**Prompt**
Whatever the records below hold, copy it all out exactly.

**Entries supplied**
>>>

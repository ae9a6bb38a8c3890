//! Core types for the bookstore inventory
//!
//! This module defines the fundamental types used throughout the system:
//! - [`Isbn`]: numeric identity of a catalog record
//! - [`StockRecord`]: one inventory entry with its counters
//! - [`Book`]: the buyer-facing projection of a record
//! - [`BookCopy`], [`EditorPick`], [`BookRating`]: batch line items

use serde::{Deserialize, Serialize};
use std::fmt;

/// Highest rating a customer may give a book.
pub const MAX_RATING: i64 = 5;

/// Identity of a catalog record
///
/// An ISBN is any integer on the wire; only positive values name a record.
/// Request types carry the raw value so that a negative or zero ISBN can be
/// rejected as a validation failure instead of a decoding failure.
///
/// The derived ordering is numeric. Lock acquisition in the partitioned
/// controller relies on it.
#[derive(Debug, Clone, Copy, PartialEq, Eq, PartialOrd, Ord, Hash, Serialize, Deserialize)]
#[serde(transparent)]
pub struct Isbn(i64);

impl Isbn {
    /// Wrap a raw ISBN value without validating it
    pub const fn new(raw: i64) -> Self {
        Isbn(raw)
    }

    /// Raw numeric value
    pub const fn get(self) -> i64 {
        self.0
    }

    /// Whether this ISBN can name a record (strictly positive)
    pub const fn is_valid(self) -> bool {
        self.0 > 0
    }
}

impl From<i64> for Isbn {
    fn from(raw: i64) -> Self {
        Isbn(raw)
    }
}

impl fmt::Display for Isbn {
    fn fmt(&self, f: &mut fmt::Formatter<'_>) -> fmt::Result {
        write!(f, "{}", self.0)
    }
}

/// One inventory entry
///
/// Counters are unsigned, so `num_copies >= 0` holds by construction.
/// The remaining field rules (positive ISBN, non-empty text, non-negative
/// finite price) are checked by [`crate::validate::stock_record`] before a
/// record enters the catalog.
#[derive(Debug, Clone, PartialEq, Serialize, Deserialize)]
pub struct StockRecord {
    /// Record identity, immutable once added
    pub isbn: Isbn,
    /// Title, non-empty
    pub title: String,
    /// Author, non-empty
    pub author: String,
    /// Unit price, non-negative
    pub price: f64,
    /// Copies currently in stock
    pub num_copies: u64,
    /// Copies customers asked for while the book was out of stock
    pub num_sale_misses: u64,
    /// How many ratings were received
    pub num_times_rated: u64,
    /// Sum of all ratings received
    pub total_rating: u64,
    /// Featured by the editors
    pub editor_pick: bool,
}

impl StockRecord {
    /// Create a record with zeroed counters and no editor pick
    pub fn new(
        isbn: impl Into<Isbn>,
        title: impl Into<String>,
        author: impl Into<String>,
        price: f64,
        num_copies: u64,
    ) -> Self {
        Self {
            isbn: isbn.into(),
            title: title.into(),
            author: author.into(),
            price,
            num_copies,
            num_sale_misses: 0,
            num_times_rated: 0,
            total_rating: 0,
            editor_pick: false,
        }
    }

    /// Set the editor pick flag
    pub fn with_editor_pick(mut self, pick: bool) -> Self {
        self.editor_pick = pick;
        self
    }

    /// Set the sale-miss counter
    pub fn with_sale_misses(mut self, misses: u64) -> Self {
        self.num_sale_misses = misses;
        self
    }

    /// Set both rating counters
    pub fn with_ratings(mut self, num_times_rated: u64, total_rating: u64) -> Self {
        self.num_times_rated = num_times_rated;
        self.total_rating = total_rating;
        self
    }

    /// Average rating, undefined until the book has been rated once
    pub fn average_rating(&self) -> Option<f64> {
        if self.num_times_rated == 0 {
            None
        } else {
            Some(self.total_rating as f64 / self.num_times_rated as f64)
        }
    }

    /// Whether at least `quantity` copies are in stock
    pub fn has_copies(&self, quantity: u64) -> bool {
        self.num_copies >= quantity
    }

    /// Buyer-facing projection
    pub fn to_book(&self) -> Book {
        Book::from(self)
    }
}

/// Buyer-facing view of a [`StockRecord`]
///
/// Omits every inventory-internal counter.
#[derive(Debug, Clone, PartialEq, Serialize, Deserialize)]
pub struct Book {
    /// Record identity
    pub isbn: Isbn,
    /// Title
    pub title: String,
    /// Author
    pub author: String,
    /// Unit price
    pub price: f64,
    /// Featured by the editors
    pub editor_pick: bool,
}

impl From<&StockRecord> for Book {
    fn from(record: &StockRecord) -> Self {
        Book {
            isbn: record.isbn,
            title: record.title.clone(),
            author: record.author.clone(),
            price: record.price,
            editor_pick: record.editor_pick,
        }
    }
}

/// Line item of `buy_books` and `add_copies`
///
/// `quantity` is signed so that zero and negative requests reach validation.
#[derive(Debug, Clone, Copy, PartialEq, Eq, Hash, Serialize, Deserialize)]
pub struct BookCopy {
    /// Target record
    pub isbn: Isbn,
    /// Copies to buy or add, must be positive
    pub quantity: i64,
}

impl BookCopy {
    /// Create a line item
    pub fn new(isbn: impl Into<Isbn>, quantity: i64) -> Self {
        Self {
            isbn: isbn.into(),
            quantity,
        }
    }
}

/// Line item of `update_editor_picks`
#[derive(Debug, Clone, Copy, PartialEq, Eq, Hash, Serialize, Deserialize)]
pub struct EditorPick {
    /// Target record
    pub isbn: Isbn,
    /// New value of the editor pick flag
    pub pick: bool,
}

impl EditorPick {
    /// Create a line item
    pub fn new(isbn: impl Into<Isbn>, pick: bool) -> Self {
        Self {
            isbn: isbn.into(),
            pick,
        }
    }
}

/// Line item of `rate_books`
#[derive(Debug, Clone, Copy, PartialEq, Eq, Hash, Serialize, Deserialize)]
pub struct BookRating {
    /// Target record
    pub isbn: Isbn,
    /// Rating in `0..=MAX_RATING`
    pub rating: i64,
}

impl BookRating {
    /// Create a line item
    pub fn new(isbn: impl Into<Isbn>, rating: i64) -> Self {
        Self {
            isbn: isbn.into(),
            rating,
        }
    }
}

<<<

**Exercise answer**
repository ae9a6bb38a8c3890
//! Core types for the bookstore inventory
//!
//! This module defines the fundamental types used throughout the system:
//! - [`Isbn`]: numeric identity of a catalog record
//! - [`StockRecord`]: one inventory entry with its counters
//! - [`Book`]: the buyer-facing projection of a record
//! - [`BookCopy`], [`EditorPick`], [`BookRating`]: batch line items

use serde::{Deserialize, Serialize};
use std::fmt;

/// Highest rating a customer may give a book.
pub const MAX_RATING: i64 = 5;

/// Identity of a catalog record
///
/// An ISBN is any integer on the wire; only positive values name a record.
/// Request types carry the raw value so that a negative or zero ISBN can be
/// rejected as a validation failure instead of a decoding failure.
///
/// The derived ordering is numeric. Lock acquisition in the partitioned
/// controller relies on it.
#[derive(Debug, Clone, Copy, PartialEq, Eq, PartialOrd, Ord, Hash, Serialize, Deserialize)]
#[serde(transparent)]
pub struct Isbn(i64);

impl Isbn {
    /// Wrap a raw ISBN value without validating it
    pub const fn new(raw: i64) -> Self {
        Isbn(raw)
    }

    /// Raw numeric value
    pub const fn get(self) -> i64 {
        self.0
    }

    /// Whether this ISBN can name a record (strictly positive)
    pub const fn is_valid(self) -> bool {
        self.0 > 0
    }
}

impl From<i64> for Isbn {
    fn from(raw: i64) -> Self {
        Isbn(raw)
    }
}

impl fmt::Display for Isbn {
    fn fmt(&self, f: &mut fmt::Formatter<'_>) -> fmt::Result {
        write!(f, "{}", self.0)
    }
}

/// One inventory entry
///
/// Counters are unsigned, so `num_copies >= 0` holds by construction.
/// The remaining field rules (positive ISBN, non-empty text, non-negative
/// finite price) are checked by [`crate::validate::stock_record`] before a
/// record enters the catalog.
#[derive(Debug, Clone, PartialEq, Serialize, Deserialize)]
pub struct StockRecord {
    /// Record identity, immutable once added
    pub isbn: Isbn,
    /// Title, non-empty
    pub title: String,
    /// Author, non-empty
    pub author: String,
    /// Unit price, non-negative
    pub price: f64,
    /// Copies currently in stock
    pub num_copies: u64,
    /// Copies customers asked for while the book was out of stock
    pub num_sale_misses: u64,
    /// How many ratings were received
    pub num_times_rated: u64,
    /// Sum of all ratings received
    pub total_rating: u64,
    /// Featured by the editors
    pub editor_pick: bool,
}

impl StockRecord {
    /// Create a record with zeroed counters and no editor pick
    pub fn new(
        isbn: impl Into<Isbn>,
        title: impl Into<String>,
        author: impl Into<String>,
        price: f64,
        num_copies: u64,
    ) -> Self {
        Self {
            isbn: isbn.into(),
            title: title.into(),
            author: author.into(),
            price,
            num_copies,
            num_sale_misses: 0,
            num_times_rated: 0,
            total_rating: 0,
            editor_pick: false,
        }
    }

    /// Set the editor pick flag
    pub fn with_editor_pick(mut self, pick: bool) -> Self {
        self.editor_pick = pick;
        self
    }

    /// Set the sale-miss counter
    pub fn with_sale_misses(mut self, misses: u64) -> Self {
        self.num_sale_misses = misses;
        self
    }

    /// Set both rating counters
    pub fn with_ratings(mut self, num_times_rated: u64, total_rating: u64) -> Self {
        self.num_times_rated = num_times_rated;
        self.total_rating = total_rating;
        self
    }

    /// Average rating, undefined until the book has been rated once
    pub fn average_rating(&self) -> Option<f64> {
        if self.num_times_rated == 0 {
            None
        } else {
            Some(self.total_rating as f64 / self.num_times_rated as f64)
        }
    }

    /// Whether at least `quantity` copies are in stock
    pub fn has_copies(&self, quantity: u64) -> bool {
        self.num_copies >= quantity
    }

    /// Buyer-facing projection
    pub fn to_book(&self) -> Book {
        Book::from(self)
    }
}

/// Buyer-facing view of a [`StockRecord`]
///
/// Omits every inventory-internal counter.
#[derive(Debug, Clone, PartialEq, Serialize, Deserialize)]
pub struct Book {
    /// Record identity
    pub isbn: Isbn,
    /// Title
    pub title: String,
    /// Author
    pub author: String,
    /// Unit price
    pub price: f64,
    /// Featured by the editors
    pub editor_pick: bool,
}

impl From<&StockRecord> for Book {
    fn from(record: &StockRecord) -> Self {
        Book {
            isbn: record.isbn,
            title: record.title.clone(),
            author: record.author.clone(),
            price: record.price,
            editor_pick: record.editor_pick,
        }
    }
}

/// Line item of `buy_books` and `add_copies`
///
/// `quantity` is signed so that zero and negative requests reach validation.
#[derive(Debug, Clone, Copy, PartialEq, Eq, Hash, Serialize, Deserialize)]
pub struct BookCopy {
    /// Target record
    pub isbn: Isbn,
    /// Copies to buy or add, must be positive
    pub quantity: i64,
}

impl BookCopy {
    /// Create a line item
    pub fn new(isbn: impl Into<Isbn>, quantity: i64) -> Self {
        Self {
            isbn: isbn.into(),
            quantity,
        }
    }
}

/// Line item of `update_editor_picks`
#[derive(Debug, Clone, Copy, PartialEq, Eq, Hash, Serialize, Deserialize)]
pub struct EditorPick {
    /// Target record
    pub isbn: Isbn,
    /// New value of the editor pick flag
    pub pick: bool,
}

impl EditorPick {
    /// Create a line item
    pub fn new(isbn: impl Into<Isbn>, pick: bool) -> Self {
        Self {
            isbn: isbn.into(),
            pick,
        }
    }
}

/// Line item of `rate_books`
#[derive(Debug, Clone, Copy, PartialEq, Eq, Hash, Serialize, Deserialize)]
pub struct BookRating {
    /// Target record
    pub isbn: Isbn,
    /// Rating in `0..=MAX_RATING`
    pub rating: i64,
}

impl BookRating {
    /// Create a line item
    pub fn new(isbn: impl Into<Isbn>, rating: i64) -> Self {
        Self {
            isbn: isbn.into(),
            rating,
        }
    }
}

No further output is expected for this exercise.